Ron Johnson, Senior Instructor in Management and advisor to the the undergraduate Net Impact Chapter, and little ol' me. 

 

At Smeal, as in most business schools, we teach that business is about creating and delivering value to a customer and capturing value back to the enterprise.  This production and consumption cycle turns through billions of daily transactions.  Unseen by most business students and off the financial statements, are the "by-products" and "externalities" of the system. Estimates (see "take make waste" below) are that 98% of extracted raw materials are wasted, that is, provide neither value to the customer nor the business. The waste creates costs for society but not for the business whose products and processes created the waste in the first place.  

In light of this, taking business students to a landfill is a very important education.  A landfill is, in many ways, the result of both operational and market inefficiencies.  But until business students see it, they don't realize that all their work to create and deliver value has unintended downstream effects.  Perhaps we should teaching "designing with the dump in mind", so we can design waste out of the products and their supply chains before they are put into production.  Not possible?  It's already happening in many industries.
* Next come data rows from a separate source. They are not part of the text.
//! Stale Entry Sweep
//!
//! Background task that periodically drops cache entries past a maximum age.
//! Reads never depend on it: wrapped handlers ignore stale entries anyway.

use std::time::Duration;

use tokio::task::JoinHandle;
use tracing::{debug, info};

use crate::cache::ResponseCache;

/// Spawns a background task that periodically purges old cache entries.
///
/// The task runs in an infinite loop, sleeping for the specified interval
/// between runs, and removes every entry at least `max_age_ms` old.
///
/// # Returns
/// A JoinHandle for the spawned task, which can be used to abort the task
/// during graceful shutdown.
///
/// # Example
/// ```ignore
/// let cache = ResponseCache::new();
/// let sweep_handle = spawn_sweep_task(cache.clone(), 60, 300_000);
/// // Later, during shutdown:
/// sweep_handle.abort();
/// ```
pub fn spawn_sweep_task<V>(
    cache: ResponseCache<V>,
    interval_secs: u64,
    max_age_ms: u64,
) -> JoinHandle<()>
where
    V: Send + Sync + 'static,
{
    let interval = Duration::from_secs(interval_secs);

    tokio::spawn(async move {
        info!(
            "Starting cache sweep task with interval of {} seconds",
            interval_secs
        );

        loop {
            tokio::time::sleep(interval).await;

            let removed = cache.purge_older_than(max_age_ms).await;

            if removed > 0 {
                info!("Cache sweep: removed {} stale entries", removed);
            } else {
                debug!("Cache sweep: no stale entries found");
            }
        }
    })
}
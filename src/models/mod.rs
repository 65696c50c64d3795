//! Request and Response models for the proxy API
//!
//! This module defines the DTOs (Data Transfer Objects) used for
//! serializing/deserializing HTTP request and response bodies.

pub mod requests;
pub mod responses;

// Re-export commonly used types
pub use requests::{BrowseParams, CacheKeyQuery, FeedParams, LookupParams};
pub use responses::{
    ApiResponse, CacheEntryResponse, CacheStatsResponse, ClearResponse, DeleteResponse,
    ErrorResponse, HealthResponse, RouteNotFoundResponse, WelcomeResponse,
};
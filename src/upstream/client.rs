//! NeoWs API client
//!
//! Issues the three outbound calls the proxy needs and passes the JSON
//! bodies through untouched.

use std::time::Duration;

use reqwest::{Client, StatusCode};
use serde::Serialize;
use serde_json::Value;
use thiserror::Error;
use tracing::debug;

/// Public NASA API host
pub const DEFAULT_API_URL: &str = "https://api.nasa.gov";

/// Rate-limited demo key accepted by api.nasa.gov
pub const DEFAULT_API_KEY: &str = "DEMO";

/// Errors that can occur when calling the upstream API
#[derive(Debug, Error)]
pub enum UpstreamError {
    /// Network failure, timeout, or undecodable body
    #[error("HTTP request failed: {0}")]
    Request(#[from] reqwest::Error),

    /// Upstream answered with a non-success status
    #[error("Upstream responded with status {0}")]
    Status(StatusCode),
}

/// Client for the NeoWs REST endpoints
#[derive(Debug, Clone)]
pub struct NeoClient {
    client: Client,
    base_url: String,
    api_key: String,
}

impl NeoClient {
    /// Creates a client for `base_url` with a per-request timeout.
    pub fn new(
        base_url: impl Into<String>,
        api_key: impl Into<String>,
        timeout: Duration,
    ) -> Result<Self, UpstreamError> {
        let client = Client::builder().timeout(timeout).build()?;
        Ok(Self::with_client(client, base_url, api_key))
    }

    /// Create a NeoClient around an existing HTTP client
    pub fn with_client(
        client: Client,
        base_url: impl Into<String>,
        api_key: impl Into<String>,
    ) -> Self {
        let mut base_url = base_url.into();
        if !base_url.ends_with('/') {
            base_url.push('/');
        }

        Self {
            client,
            base_url,
            api_key: api_key.into(),
        }
    }

    pub fn base_url(&self) -> &str {
        &self.base_url
    }

    /// Fetch close approaches between two dates (`YYYY-MM-DD`)
    pub async fn feed(&self, start_date: &str, end_date: &str) -> Result<Value, UpstreamError> {
        let url = format!("{}neo/rest/v1/feed", self.base_url);
        let query = [
            ("start_date", start_date),
            ("end_date", end_date),
            ("api_key", self.api_key.as_str()),
        ];
        self.get_json(&url, &query).await
    }

    /// Fetch a single asteroid by its NeoWs id
    pub async fn lookup(&self, asteroid_id: i64) -> Result<Value, UpstreamError> {
        let url = format!("{}neo/rest/v1/neo/{}", self.base_url, asteroid_id);
        self.get_json(&url, &[("api_key", self.api_key.as_str())]).await
    }

    /// Fetch one page of the full asteroid catalogue
    ///
    /// A zero `page` or `size` is left out of the upstream query so the
    /// upstream defaults apply.
    pub async fn browse(&self, page: i64, size: i64) -> Result<Value, UpstreamError> {
        let url = format!("{}neo/rest/v1/neo/browse", self.base_url);

        let mut query = vec![("api_key", self.api_key.clone())];
        if page != 0 {
            query.push(("page", page.to_string()));
        }
        if size != 0 {
            query.push(("size", size.to_string()));
        }
        self.get_json(&url, &query).await
    }

    async fn get_json<Q>(&self, url: &str, query: &Q) -> Result<Value, UpstreamError>
    where
        Q: Serialize + ?Sized,
    {
        debug!(url, "Calling upstream");
        let response = self.client.get(url).query(query).send().await?;

        let status = response.status();
        if !status.is_success() {
            return Err(UpstreamError::Status(status));
        }

        Ok(response.json::<Value>().await?)
    }
}
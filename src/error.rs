use std::error;
use std::fmt;

/// Errors returned by the driver. `E` is the error type of the bus interface.
#[derive(Debug, PartialEq)]
pub enum Error<E> {
    /// A register read or write failed on the bus.
    Transport(E),
    /// The chip ID register did not hold 0x60; carries the value found.
    IdentityMismatch(u8),
    /// The status register kept reporting busy past the poll limit.
    Timeout,
}

impl<E: fmt::Display> fmt::Display for Error<E> {
    fn fmt(&self, f: &mut fmt::Formatter) -> fmt::Result {
        match *self {
            Error::Transport(ref e) => write!(f, "bus transfer failed: {}", e),
            Error::IdentityMismatch(id) => {
                write!(f, "unexpected chip id {:#04x}, expected 0x60", id)
            }
            Error::Timeout => write!(f, "measurement did not complete in time"),
        }
    }
}

impl<E: fmt::Debug + fmt::Display> error::Error for Error<E> {}

/// A register code that does not name a valid setting.
#[derive(Debug, Clone, Copy, PartialEq, Eq)]
pub struct InvalidSetting {
    pub setting: &'static str,
    pub value: u8,
}

impl fmt::Display for InvalidSetting {
    fn fmt(&self, f: &mut fmt::Formatter) -> fmt::Result {
        write!(f, "unexpected {} value {}", self.setting, self.value)
    }
}

impl error::Error for InvalidSetting {}
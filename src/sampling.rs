use log::{debug, trace, warn};

use crate::compensation::RawSample;
use crate::config::{Config, Mode};
use crate::error::Error;
use crate::interface::Bme280Interface;
use crate::registers::*;
use crate::utils::adc_20bit;

/// Status polls allowed before a conversion is declared stuck.
pub const DEFAULT_MAX_POLLS: u32 = 100;

const POLL_INTERVAL_US: u32 = 1000;
const STARTUP_TIME_US: u32 = 2000;

fn write<I: Bme280Interface>(
    interface: &mut I,
    register: u8,
    value: u8,
) -> Result<(), Error<I::Error>> {
    trace!("write {:#04x} <- {:#04x}", register, value);
    interface
        .write_register(register, value)
        .map_err(Error::Transport)
}

fn read_status<I: Bme280Interface>(interface: &mut I) -> Result<u8, Error<I::Error>> {
    let mut status = [0u8; 1];
    interface
        .read_registers(REG_STATUS, &mut status)
        .map_err(Error::Transport)?;
    Ok(status[0])
}

/// Polls the status register until none of `mask` is set. The status is
/// always read at least once, even with a limit of 0.
fn wait_while_set<I: Bme280Interface>(
    interface: &mut I,
    mask: u8,
    max_polls: u32,
) -> Result<(), Error<I::Error>> {
    let max_polls = max_polls.max(1);
    for poll in 0..max_polls {
        if read_status(interface)? & mask == 0 {
            return Ok(());
        }
        if poll + 1 < max_polls {
            interface.delay_us(POLL_INTERVAL_US);
        }
    }
    warn!("status bits {:#04x} still set after {} polls", mask, max_polls);
    Err(Error::Timeout)
}

/// Checks that the device answers with the BME280 chip ID.
pub fn verify_chip_id<I: Bme280Interface>(interface: &mut I) -> Result<(), Error<I::Error>> {
    let mut id = [0u8; 1];
    interface
        .read_registers(REG_CHIP_ID, &mut id)
        .map_err(Error::Transport)?;
    debug!("chip id {:#04x}", id[0]);
    if id[0] != CHIP_ID {
        warn!("chip id {:#04x} is not a BME280", id[0]);
        return Err(Error::IdentityMismatch(id[0]));
    }
    Ok(())
}

/// Power-on reset. Waits for the trim data to be copied back from NVM.
pub fn soft_reset<I: Bme280Interface>(
    interface: &mut I,
    max_polls: u32,
) -> Result<(), Error<I::Error>> {
    write(interface, REG_RESET, SOFT_RESET_COMMAND)?;
    interface.delay_us(STARTUP_TIME_US);
    wait_while_set(interface, STATUS_IM_UPDATE, max_polls)
}

/// Writes ctrl_hum, ctrl_meas and config.
///
/// ctrl_hum only takes effect after the following ctrl_meas write, so the
/// order is fixed. ctrl_meas is first written in sleep mode because config
/// writes may be ignored in normal mode; the requested mode is armed last.
pub fn configure<I: Bme280Interface>(
    interface: &mut I,
    config: &Config,
) -> Result<(), Error<I::Error>> {
    debug!("configuring {:?}", config);
    write(interface, REG_CTRL_HUM, config.ctrl_hum())?;
    write(interface, REG_CTRL_MEAS, config.ctrl_meas_with_mode(Mode::Sleep))?;
    write(interface, REG_CONFIG, config.config())?;
    if config.mode != Mode::Sleep {
        write(interface, REG_CTRL_MEAS, config.ctrl_meas())?;
    }
    Ok(())
}

/// Reads the 8 data registers in one burst so all three channels come from
/// the same conversion.
pub fn read_raw<I: Bme280Interface>(interface: &mut I) -> Result<RawSample, Error<I::Error>> {
    let mut v = [0u8; DATA_LEN];
    interface
        .read_registers(REG_DATA, &mut v)
        .map_err(Error::Transport)?;
    let raw = RawSample {
        pressure: adc_20bit(v[0], v[1], v[2]),
        temperature: adc_20bit(v[3], v[4], v[5]),
        humidity: ((v[6] as u16) << 8) | v[7] as u16,
    };
    debug!("raw sample {:?}", raw);
    Ok(raw)
}

/// Returns one raw sample.
///
/// In forced and sleep mode this starts a one-shot conversion, waits for the
/// worst-case conversion time and polls the measuring bit at most
/// `max_polls` times. The chip drops back to sleep by itself afterwards.
/// In normal mode the data registers already hold the latest conversion and
/// are read as they are.
pub fn trigger_and_read<I: Bme280Interface>(
    interface: &mut I,
    config: &Config,
    max_polls: u32,
) -> Result<RawSample, Error<I::Error>> {
    if config.mode != Mode::Normal {
        write(interface, REG_CTRL_MEAS, config.ctrl_meas_with_mode(Mode::Forced))?;
        interface.delay_us(config.max_measurement_time_us());
        wait_while_set(interface, STATUS_MEASURING, max_polls)?;
    }
    read_raw(interface)
}
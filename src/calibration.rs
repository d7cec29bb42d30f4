use log::debug;

use crate::error::Error;
use crate::interface::Bme280Interface;
use crate::registers::*;
use crate::utils::*;

/// Factory trim coefficients. Read once from the chip and never modified.
#[derive(Clone, Copy, Debug, Default, PartialEq, Eq)]
pub struct CalibrationParams {
    pub dig_t1: u16,
    pub dig_t2: i16,
    pub dig_t3: i16,
    pub dig_p1: u16,
    pub dig_p2: i16,
    pub dig_p3: i16,
    pub dig_p4: i16,
    pub dig_p5: i16,
    pub dig_p6: i16,
    pub dig_p7: i16,
    pub dig_p8: i16,
    pub dig_p9: i16,
    pub dig_h1: u8,
    pub dig_h2: i16,
    pub dig_h3: u8,
    pub dig_h4: i16,
    pub dig_h5: i16,
    pub dig_h6: i8,
}

impl CalibrationParams {
    /// Burst-reads both calibration blocks (0x88..0xA1 and 0xE1..0xE7).
    pub fn load<I: Bme280Interface>(
        interface: &mut I,
    ) -> Result<CalibrationParams, Error<I::Error>> {
        let mut tp = [0u8; CALIB_TP_LEN];
        let mut h = [0u8; CALIB_H_LEN];
        interface
            .read_registers(REG_CALIB_TP, &mut tp)
            .map_err(Error::Transport)?;
        interface
            .read_registers(REG_CALIB_H, &mut h)
            .map_err(Error::Transport)?;
        let params = CalibrationParams::parse(&tp, &h);
        debug!("calibration loaded: {:?}", params);
        Ok(params)
    }

    /// Unpacks the two raw blocks.
    ///
    /// dig_H4 and dig_H5 are 12-bit signed values sharing register 0xE5:
    /// H4 = 0xE4[7:0] . 0xE5[3:0], H5 = 0xE6[7:0] . 0xE5[7:4].
    pub fn parse(tp: &[u8; CALIB_TP_LEN], h: &[u8; CALIB_H_LEN]) -> CalibrationParams {
        let e4 = h[3] as u16;
        let e5 = h[4] as u16;
        let e6 = h[5] as u16;

        CalibrationParams {
            dig_t1: unsigned_short(tp, 0),
            dig_t2: signed_short(tp, 2),
            dig_t3: signed_short(tp, 4),
            dig_p1: unsigned_short(tp, 6),
            dig_p2: signed_short(tp, 8),
            dig_p3: signed_short(tp, 10),
            dig_p4: signed_short(tp, 12),
            dig_p5: signed_short(tp, 14),
            dig_p6: signed_short(tp, 16),
            dig_p7: signed_short(tp, 18),
            dig_p8: signed_short(tp, 20),
            dig_p9: signed_short(tp, 22),
            // tp[24] (0xA0) is not used
            dig_h1: tp[25],
            dig_h2: signed_short(h, 0),
            dig_h3: h[2],
            dig_h4: signed_12bit((e4 << 4) | (e5 & 0x0F)),
            dig_h5: signed_12bit((e6 << 4) | (e5 >> 4)),
            dig_h6: h[6] as i8,
        }
    }
}

#[cfg(test)]
pub(crate) mod tests {
    use super::*;

    pub const FIXTURE_TP: [u8; CALIB_TP_LEN] = [
        0x70, 0x6B, 0x43, 0x67, 0x18, 0xFC, 0x7D, 0x8E, 0x43, 0xD6, 0xD0, 0x0B, 0x27, 0x0B,
        0x8C, 0x00, 0xF9, 0xFF, 0x8C, 0x3C, 0xF8, 0xC6, 0x70, 0x17, 0x00, 0x4B,
    ];
    pub const FIXTURE_H: [u8; CALIB_H_LEN] = [0x6A, 0x01, 0x00, 0x13, 0x29, 0x03, 0x1E];

    pub fn fixture() -> CalibrationParams {
        CalibrationParams {
            dig_t1: 27504,
            dig_t2: 26435,
            dig_t3: -1000,
            dig_p1: 36477,
            dig_p2: -10685,
            dig_p3: 3024,
            dig_p4: 2855,
            dig_p5: 140,
            dig_p6: -7,
            dig_p7: 15500,
            dig_p8: -14600,
            dig_p9: 6000,
            dig_h1: 75,
            dig_h2: 362,
            dig_h3: 0,
            dig_h4: 313,
            dig_h5: 50,
            dig_h6: 30,
        }
    }

    #[test]
    fn parse_fixture() {
        assert_eq!(CalibrationParams::parse(&FIXTURE_TP, &FIXTURE_H), fixture());
    }

    #[test]
    fn humidity_nibbles_are_sign_extended() {
        // H4 = 0xFF.F = -1, H5 = 0x80.A = 0x80A = -2038, H6 = 0xF6 = -10
        let h = [0x00, 0x80, 0xFF, 0xFF, 0xAF, 0x80, 0xF6];
        let params = CalibrationParams::parse(&FIXTURE_TP, &h);
        assert_eq!(params.dig_h2, -32768);
        assert_eq!(params.dig_h3, 255);
        assert_eq!(params.dig_h4, -1);
        assert_eq!(params.dig_h5, -2038);
        assert_eq!(params.dig_h6, -10);
    }

    #[test]
    fn positive_nibbles_do_not_bleed() {
        // H4 = 0x12.5 = 0x125, H5 = 0x34.6 = 0x346
        let h = [0x00, 0x00, 0x00, 0x12, 0x65, 0x34, 0x00];
        let params = CalibrationParams::parse(&FIXTURE_TP, &h);
        assert_eq!(params.dig_h4, 0x125);
        assert_eq!(params.dig_h5, 0x346);
    }
}
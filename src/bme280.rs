use log::debug;

use crate::calibration::CalibrationParams;
use crate::compensation::*;
use crate::config::*;
use crate::error::Error;
use crate::interface::Bme280Interface;
use crate::sampling::{self, DEFAULT_MAX_POLLS};

/// Standard sea-level pressure in hPa.
pub const SEA_LEVEL_PRESSURE: f64 = 1013.25;

/// A BME280 behind an interface `I`.
///
/// Owns the bus interface, the calibration read at construction and the last
/// configuration written to the chip.
pub struct BME280<I> {
    interface: I,
    config: Config,
    params: CalibrationParams,
    scale: TemperatureScale,
    max_polls: u32,
}

impl<I: Bme280Interface> BME280<I> {
    /// Verifies the chip ID, loads the calibration and applies `config`.
    pub fn new(interface: I, config: Config) -> Result<BME280<I>, Error<I::Error>> {
        let mut interface = interface;
        sampling::verify_chip_id(&mut interface)?;
        let params = CalibrationParams::load(&mut interface)?;
        let mut bme280 = BME280 {
            interface: interface,
            config: config,
            params: params,
            scale: TemperatureScale::Celsius,
            max_polls: DEFAULT_MAX_POLLS,
        };
        bme280.configure(config)?;
        Ok(bme280)
    }

    pub fn configure(&mut self, config: Config) -> Result<(), Error<I::Error>> {
        sampling::configure(&mut self.interface, &config)?;
        self.config = config;
        Ok(())
    }

    /// Switches power mode, keeping the other settings.
    pub fn set_mode(&mut self, mode: Mode) -> Result<(), Error<I::Error>> {
        let config = Config { mode: mode, ..self.config };
        self.configure(config)
    }

    /// Resets the chip. Its registers return to power-on defaults (sleep mode,
    /// all channels skipped); call `configure` before reading again, since a
    /// read in sleep mode only rewrites ctrl_meas and humidity stays skipped.
    pub fn soft_reset(&mut self) -> Result<(), Error<I::Error>> {
        sampling::soft_reset(&mut self.interface, self.max_polls)?;
        self.config.mode = Mode::Sleep;
        Ok(())
    }

    /// Status polls allowed per wait. The status register is always read at
    /// least once, so 0 behaves like 1.
    pub fn set_poll_limit(&mut self, max_polls: u32) {
        self.max_polls = max_polls;
    }

    pub fn set_temperature_scale(&mut self, scale: TemperatureScale) {
        self.scale = scale;
    }

    pub fn temperature_scale(&self) -> TemperatureScale {
        self.scale
    }

    pub fn calibration(&self) -> &CalibrationParams {
        &self.params
    }

    pub fn config(&self) -> &Config {
        &self.config
    }

    pub fn mode(&self) -> Mode {
        self.config.mode
    }

    /// Reads one raw sample. Outside normal mode every call runs a fresh
    /// one-shot conversion, so sleep mode never returns stale data.
    pub fn trigger_and_read(&mut self) -> Result<RawSample, Error<I::Error>> {
        sampling::trigger_and_read(&mut self.interface, &self.config, self.max_polls)
    }

    pub fn read(&mut self) -> Result<CompensatedReading, Error<I::Error>> {
        let raw = self.trigger_and_read()?;
        Ok(compensate(&raw, &self.params))
    }

    pub fn read_fixed(&mut self) -> Result<FixedReading, Error<I::Error>> {
        let raw = self.trigger_and_read()?;
        Ok(compensate_fixed(&raw, &self.params))
    }

    /// Temperature in the selected scale, pressure in Pa and humidity in %RH.
    pub fn values(&mut self) -> Result<(f64, f64, f64), Error<I::Error>> {
        let reading = self.read()?;
        Ok((
            self.scale.convert(reading.temperature),
            reading.pressure,
            reading.humidity,
        ))
    }

    pub fn formatted_values(&mut self) -> Result<String, Error<I::Error>> {
        let (t, p, h) = self.values()?;
        Ok(format!("{:.2} {}, {:.2} Pa, {:.2} %", t, self.scale, p, h))
    }

    pub fn temperature(&mut self) -> Result<f64, Error<I::Error>> {
        Ok(self.values()?.0)
    }

    pub fn pressure(&mut self) -> Result<f64, Error<I::Error>> {
        Ok(self.read()?.pressure)
    }

    pub fn humidity(&mut self) -> Result<f64, Error<I::Error>> {
        Ok(self.read()?.humidity)
    }

    /// Integer and fractional part of the pressure in Pa.
    pub fn pressure_precision(&mut self) -> Result<(f64, f64), Error<I::Error>> {
        let p = self.read_fixed()?.pressure;
        Ok(((p / 256) as f64, (p % 256) as f64 / 256.0))
    }

    /// Altitude in metres from the international barometric formula.
    pub fn altitude(&mut self, sea_level_hpa: f64) -> Result<f64, Error<I::Error>> {
        let p = self.read()?.pressure;
        let altitude = altitude_from_pressure(p, sea_level_hpa);
        debug!("{:.2} Pa -> {:.2} m", p, altitude);
        Ok(altitude)
    }

    pub fn release(self) -> I {
        self.interface
    }
}

pub fn altitude_from_pressure(pressure_pa: f64, sea_level_hpa: f64) -> f64 {
    44330.0 * (1.0 - (pressure_pa / 100.0 / sea_level_hpa).powf(1.0 / 5.255))
}

#[cfg(test)]
mod tests {
    use super::*;

    #[test]
    fn altitude_at_sea_level_is_zero() {
        assert!(altitude_from_pressure(101325.0, SEA_LEVEL_PRESSURE).abs() < 1e-9);
    }

    #[test]
    fn altitude_rises_as_pressure_drops() {
        // ~110 m for 1000 hPa against the standard atmosphere
        let altitude = altitude_from_pressure(100000.0, SEA_LEVEL_PRESSURE);
        assert!(altitude > 100.0 && altitude < 120.0, "{}", altitude);
    }
}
Great example of this is the famous partnership between Herman Miller and McDonough-Braungart Design Chemistry.

I was fortunate on Friday to join Ron Johnson and his students to visit the Lycoming Resource Management Operation in Montgomery, Pennsylvania.

We all got to try our hand on the "pick line" where recyclables are sorted.  Much of the sortation happens mechanically or with an optical sensor, the "Green Eye"

(pictured right)

 

 

 

...but some human sorting is also needed and we were put to work!

 

Lycoming has greatly increased its annual acceptance of waste from 17,000 tons in 1978 to 286,000 tons in 2014. 

 

Smeal Net Impact undergraduate students hear from Lycoming Resource Management staff about the $6 million dollar recycling facility.

 

 

Visiting the "Operating Face" of the landfill, where waste that must be landfilled is actively being deposited (it was really cold...which didn't seem to bother the seagulls).

 

 

Thanks for letting me tag along!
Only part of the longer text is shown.